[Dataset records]
▬▬▬▬▬▬
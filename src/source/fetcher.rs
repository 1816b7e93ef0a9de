//! HTTP fetcher for documentation pages
//!
//! This module handles all HTTP requests of the page source:
//! - Building the HTTP client with the crawler's user agent string
//! - GET requests for pages and sitemaps
//! - Content-Type checks for pages
//! - Error classification

use crate::config::UserAgentConfig;
use reqwest::{header::CONTENT_TYPE, redirect::Policy, Client};
use std::time::Duration;

/// Maximum number of redirects followed per request
const MAX_REDIRECTS: usize = 10;

/// Result of a fetch operation
#[derive(Debug)]
pub enum FetchResult {
    /// Successfully fetched the document
    Success {
        /// Final URL after redirects
        final_url: String,
        /// Content-Type header value
        content_type: String,
        /// Response body
        body: String,
    },

    /// Page is not HTML (Content-Type mismatch)
    ContentMismatch {
        /// The actual Content-Type received
        content_type: String,
    },

    /// Non-success HTTP status
    HttpError {
        /// The HTTP status code
        status_code: u16,
    },

    /// Network error (connection refused, timeout, etc.)
    NetworkError {
        /// Error description
        error: String,
    },
}

impl FetchResult {
    pub fn is_success(&self) -> bool {
        matches!(self, Self::Success { .. })
    }
}

/// Formats the crawler's user agent
///
/// Format: `CrawlerName/Version` with ` (+ContactURL)` appended when a
/// contact URL is configured.
pub fn user_agent(config: &UserAgentConfig) -> String {
    match &config.contact_url {
        Some(contact) => format!(
            "{}/{} (+{})",
            config.crawler_name, config.crawler_version, contact
        ),
        None => format!("{}/{}", config.crawler_name, config.crawler_version),
    }
}

/// Builds an HTTP client with proper configuration
///
/// The same client is shared by the page source and the summarizer; the
/// summarizer sets its own, longer per-request timeout.
///
/// # Example
///
/// ```no_run
/// use doc_digest::config::UserAgentConfig;
/// use doc_digest::source::build_http_client;
///
/// let config = UserAgentConfig {
///     crawler_name: "DocDigest".to_string(),
///     crawler_version: "1.0".to_string(),
///     contact_url: Some("https://example.com/about".to_string()),
/// };
///
/// let client = build_http_client(&config).unwrap();
/// ```
pub fn build_http_client(config: &UserAgentConfig) -> Result<Client, reqwest::Error> {
    Client::builder()
        .user_agent(user_agent(config))
        .timeout(Duration::from_secs(30))
        .connect_timeout(Duration::from_secs(10))
        .redirect(Policy::limited(MAX_REDIRECTS))
        .gzip(true)
        .brotli(true)
        .build()
}

/// Fetches a URL without looking at its Content-Type
///
/// # Error Classification
///
/// | Condition | Result |
/// |-----------|--------|
/// | HTTP 2xx | Success |
/// | Other HTTP status | HttpError |
/// | Timeout | NetworkError |
/// | Connection refused | NetworkError |
/// | Redirect chain > 10 | NetworkError |
pub async fn fetch_url(client: &Client, url: &str) -> FetchResult {
    let response = match client.get(url).send().await {
        Ok(response) => response,
        Err(e) => return classify_error(e),
    };

    let status = response.status();
    if !status.is_success() {
        return FetchResult::HttpError {
            status_code: status.as_u16(),
        };
    }

    let final_url = response.url().to_string();
    let content_type = response
        .headers()
        .get(CONTENT_TYPE)
        .and_then(|v| v.to_str().ok())
        .unwrap_or("")
        .to_string();

    match response.text().await {
        Ok(body) => FetchResult::Success {
            final_url,
            content_type,
            body,
        },
        Err(e) => FetchResult::NetworkError {
            error: e.to_string(),
        },
    }
}

/// Fetches a page and rejects anything that is not HTML
pub async fn fetch_html(client: &Client, url: &str) -> FetchResult {
    match fetch_url(client, url).await {
        FetchResult::Success { content_type, .. } if !is_html(&content_type) => {
            FetchResult::ContentMismatch { content_type }
        }
        other => other,
    }
}

/// Returns true for HTML and XHTML content types
pub fn is_html(content_type: &str) -> bool {
    let mime = content_type
        .split(';')
        .next()
        .unwrap_or("")
        .trim()
        .to_ascii_lowercase();
    mime == "text/html" || mime == "application/xhtml+xml"
}

fn classify_error(e: reqwest::Error) -> FetchResult {
    let error = if e.is_timeout() {
        "Request timeout".to_string()
    } else if e.is_connect() {
        "Connection refused".to_string()
    } else if e.is_redirect() {
        "Too many redirects".to_string()
    } else {
        e.to_string()
    };
    FetchResult::NetworkError { error }
}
▬▬▬▬▬▬
PROBLEM DESCRIPTION >> Tally the lines above that contain the word "Duration", and reply with only the number.

RESPONSE BOX >> 3